TASK REQUIREMENTS: Each line of the material beneath should be duplicated exactly.

MATERIAL FOR THIS TASK section start

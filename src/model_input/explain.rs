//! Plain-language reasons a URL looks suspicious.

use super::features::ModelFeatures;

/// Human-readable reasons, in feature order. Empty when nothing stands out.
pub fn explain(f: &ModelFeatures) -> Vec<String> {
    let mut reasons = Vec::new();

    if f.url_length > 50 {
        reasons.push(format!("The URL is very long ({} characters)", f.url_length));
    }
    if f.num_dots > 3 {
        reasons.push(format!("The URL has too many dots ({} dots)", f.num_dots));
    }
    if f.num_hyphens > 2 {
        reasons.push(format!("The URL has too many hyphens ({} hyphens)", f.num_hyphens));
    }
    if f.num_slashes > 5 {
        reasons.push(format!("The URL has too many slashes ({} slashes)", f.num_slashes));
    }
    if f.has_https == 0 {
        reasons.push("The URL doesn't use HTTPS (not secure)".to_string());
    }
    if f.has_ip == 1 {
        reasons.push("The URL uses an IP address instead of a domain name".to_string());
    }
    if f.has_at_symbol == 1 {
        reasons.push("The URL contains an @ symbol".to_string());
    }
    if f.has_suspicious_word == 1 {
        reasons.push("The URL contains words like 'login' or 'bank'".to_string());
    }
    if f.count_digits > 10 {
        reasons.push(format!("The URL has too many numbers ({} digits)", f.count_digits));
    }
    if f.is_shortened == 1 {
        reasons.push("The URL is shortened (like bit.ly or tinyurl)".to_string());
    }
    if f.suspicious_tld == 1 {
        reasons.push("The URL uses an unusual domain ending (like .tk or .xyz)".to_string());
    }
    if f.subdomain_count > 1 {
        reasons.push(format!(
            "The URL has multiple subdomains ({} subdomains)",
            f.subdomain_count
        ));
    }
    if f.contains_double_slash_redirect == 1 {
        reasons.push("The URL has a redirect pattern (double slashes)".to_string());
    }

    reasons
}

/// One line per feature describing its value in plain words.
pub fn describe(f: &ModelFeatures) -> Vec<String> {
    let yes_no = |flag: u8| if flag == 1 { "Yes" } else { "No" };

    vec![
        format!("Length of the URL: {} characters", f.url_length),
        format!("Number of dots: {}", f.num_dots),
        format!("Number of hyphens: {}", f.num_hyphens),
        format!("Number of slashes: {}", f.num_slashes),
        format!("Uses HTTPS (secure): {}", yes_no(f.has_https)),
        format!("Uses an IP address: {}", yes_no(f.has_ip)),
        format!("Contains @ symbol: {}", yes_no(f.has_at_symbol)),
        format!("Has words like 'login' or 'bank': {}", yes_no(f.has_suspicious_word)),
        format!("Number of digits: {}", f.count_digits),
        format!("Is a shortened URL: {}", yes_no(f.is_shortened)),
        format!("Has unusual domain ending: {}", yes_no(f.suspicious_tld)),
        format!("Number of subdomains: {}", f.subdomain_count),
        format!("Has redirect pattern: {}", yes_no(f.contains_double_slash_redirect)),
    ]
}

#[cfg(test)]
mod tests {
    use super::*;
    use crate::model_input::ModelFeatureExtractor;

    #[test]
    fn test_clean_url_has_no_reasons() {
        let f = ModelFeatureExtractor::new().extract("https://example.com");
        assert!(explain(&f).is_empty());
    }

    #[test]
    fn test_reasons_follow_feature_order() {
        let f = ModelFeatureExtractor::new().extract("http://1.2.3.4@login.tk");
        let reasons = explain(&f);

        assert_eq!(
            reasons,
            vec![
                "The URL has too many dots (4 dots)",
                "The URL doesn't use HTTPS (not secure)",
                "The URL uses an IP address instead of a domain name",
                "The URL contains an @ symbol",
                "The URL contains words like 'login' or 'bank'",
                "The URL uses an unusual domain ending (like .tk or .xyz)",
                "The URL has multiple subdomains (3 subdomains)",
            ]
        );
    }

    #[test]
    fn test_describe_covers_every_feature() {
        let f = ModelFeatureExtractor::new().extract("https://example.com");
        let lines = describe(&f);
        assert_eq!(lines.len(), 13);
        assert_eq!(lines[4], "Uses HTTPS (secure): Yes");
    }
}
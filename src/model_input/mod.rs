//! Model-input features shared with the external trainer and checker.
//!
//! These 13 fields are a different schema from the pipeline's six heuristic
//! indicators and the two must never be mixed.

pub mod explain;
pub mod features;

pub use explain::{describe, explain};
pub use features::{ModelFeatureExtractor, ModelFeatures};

MATERIAL FOR THIS TASK section end

SOLVED PROBLEM:
filename src/model_input/explain.rs
//! Plain-language reasons a URL looks suspicious.

use super::features::ModelFeatures;

/// Human-readable reasons, in feature order. Empty when nothing stands out.
pub fn explain(f: &ModelFeatures) -> Vec<String> {
    let mut reasons = Vec::new();

    if f.url_length > 50 {
        reasons.push(format!("The URL is very long ({} characters)", f.url_length));
    }
    if f.num_dots > 3 {
        reasons.push(format!("The URL has too many dots ({} dots)", f.num_dots));
    }
    if f.num_hyphens > 2 {
        reasons.push(format!("The URL has too many hyphens ({} hyphens)", f.num_hyphens));
    }
    if f.num_slashes > 5 {
        reasons.push(format!("The URL has too many slashes ({} slashes)", f.num_slashes));
    }
    if f.has_https == 0 {
        reasons.push("The URL doesn't use HTTPS (not secure)".to_string());
    }
    if f.has_ip == 1 {
        reasons.push("The URL uses an IP address instead of a domain name".to_string());
    }
    if f.has_at_symbol == 1 {
        reasons.push("The URL contains an @ symbol".to_string());
    }
    if f.has_suspicious_word == 1 {
        reasons.push("The URL contains words like 'login' or 'bank'".to_string());
    }
    if f.count_digits > 10 {
        reasons.push(format!("The URL has too many numbers ({} digits)", f.count_digits));
    }
    if f.is_shortened == 1 {
        reasons.push("The URL is shortened (like bit.ly or tinyurl)".to_string());
    }
    if f.suspicious_tld == 1 {
        reasons.push("The URL uses an unusual domain ending (like .tk or .xyz)".to_string());
    }
    if f.subdomain_count > 1 {
        reasons.push(format!(
            "The URL has multiple subdomains ({} subdomains)",
            f.subdomain_count
        ));
    }
    if f.contains_double_slash_redirect == 1 {
        reasons.push("The URL has a redirect pattern (double slashes)".to_string());
    }

    reasons
}

/// One line per feature describing its value in plain words.
pub fn describe(f: &ModelFeatures) -> Vec<String> {
    let yes_no = |flag: u8| if flag == 1 { "Yes" } else { "No" };

    vec![
        format!("Length of the URL: {} characters", f.url_length),
        format!("Number of dots: {}", f.num_dots),
        format!("Number of hyphens: {}", f.num_hyphens),
        format!("Number of slashes: {}", f.num_slashes),
        format!("Uses HTTPS (secure): {}", yes_no(f.has_https)),
        format!("Uses an IP address: {}", yes_no(f.has_ip)),
        format!("Contains @ symbol: {}", yes_no(f.has_at_symbol)),
        format!("Has words like 'login' or 'bank': {}", yes_no(f.has_suspicious_word)),
        format!("Number of digits: {}", f.count_digits),
        format!("Is a shortened URL: {}", yes_no(f.is_shortened)),
        format!("Has unusual domain ending: {}", yes_no(f.suspicious_tld)),
        format!("Number of subdomains: {}", f.subdomain_count),
        format!("Has redirect pattern: {}", yes_no(f.contains_double_slash_redirect)),
    ]
}

#[cfg(test)]
mod tests {
    use super::*;
    use crate::model_input::ModelFeatureExtractor;

    #[test]
    fn test_clean_url_has_no_reasons() {
        let f = ModelFeatureExtractor::new().extract("https://example.com");
        assert!(explain(&f).is_empty());
    }

    #[test]
    fn test_reasons_follow_feature_order() {
        let f = ModelFeatureExtractor::new().extract("http://1.2.3.4@login.tk");
        let reasons = explain(&f);

        assert_eq!(
            reasons,
            vec![
                "The URL has too many dots (4 dots)",
                "The URL doesn't use HTTPS (not secure)",
                "The URL uses an IP address instead of a domain name",
                "The URL contains an @ symbol",
                "The URL contains words like 'login' or 'bank'",
                "The URL uses an unusual domain ending (like .tk or .xyz)",
                "The URL has multiple subdomains (3 subdomains)",
            ]
        );
    }

    #[test]
    fn test_describe_covers_every_feature() {
        let f = ModelFeatureExtractor::new().extract("https://example.com");
        let lines = describe(&f);
        assert_eq!(lines.len(), 13);
        assert_eq!(lines[4], "Uses HTTPS (secure): Yes");
    }
}
filename src/model_input/mod.rs
//! Model-input features shared with the external trainer and checker.
//!
//! These 13 fields are a different schema from the pipeline's six heuristic
//! indicators and the two must never be mixed.

pub mod explain;
pub mod features;

pub use explain::{describe, explain};
pub use features::{ModelFeatureExtractor, ModelFeatures};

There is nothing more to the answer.